REQUIREMENT
Could you copy exactly the line that contains "use ratatui::layout::Rect;" and every line after it to the end of the records, and nothing more?

### MATERIAL SHOWN

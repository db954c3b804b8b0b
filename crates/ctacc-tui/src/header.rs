//! TUI header panel.

use ratatui::layout::Rect;
use ratatui::text::{Line, Span};
use ratatui::widgets::{Block, Borders, Paragraph};
use ratatui::Frame;

use ctacc_cli::output::{SUBTITLE, TITLE};

use crate::styles::ColorTheme;

/// Render the title bar.
pub fn render_header(frame: &mut Frame, area: Rect, theme: &ColorTheme) {
    let text = vec![Line::from(vec![
        Span::styled(TITLE, theme.header_style()),
        Span::raw("   "),
        Span::styled(SUBTITLE, theme.muted_style()),
    ])];

    let block = Block::default()
        .borders(Borders::BOTTOM)
        .border_style(theme.border_style());

    let paragraph = Paragraph::new(text).block(block);
    frame.render_widget(paragraph, area);
}
//! TUI error type.

use std::io;

use ctacc_core::AccuracyError;

/// Errors raised while running the dashboard.
#[derive(Debug, thiserror::Error)]
pub enum TuiError {
    /// Terminal setup, drawing or input failed.
    #[error("terminal error: {0}")]
    Io(#[from] io::Error),

    /// The ranking could not be computed.
    #[error(transparent)]
    Accuracy(#[from] AccuracyError),
}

######

TASK OUTPUT
use ratatui::layout::Rect;
use ratatui::text::{Line, Span};
use ratatui::widgets::{Block, Borders, Paragraph};
use ratatui::Frame;

use ctacc_cli::output::{SUBTITLE, TITLE};

use crate::styles::ColorTheme;

/// Render the title bar.
pub fn render_header(frame: &mut Frame, area: Rect, theme: &ColorTheme) {
    let text = vec![Line::from(vec![
        Span::styled(TITLE, theme.header_style()),
        Span::raw("   "),
        Span::styled(SUBTITLE, theme.muted_style()),
    ])];

    let block = Block::default()
        .borders(Borders::BOTTOM)
        .border_style(theme.border_style());

    let paragraph = Paragraph::new(text).block(block);
    frame.render_widget(paragraph, area);
}
//! TUI error type.

use std::io;

use ctacc_core::AccuracyError;

/// Errors raised while running the dashboard.
#[derive(Debug, thiserror::Error)]
pub enum TuiError {
    /// Terminal setup, drawing or input failed.
    #[error("terminal error: {0}")]
    Io(#[from] io::Error),

    /// The ranking could not be computed.
    #[error(transparent)]
    Accuracy(#[from] AccuracyError),
}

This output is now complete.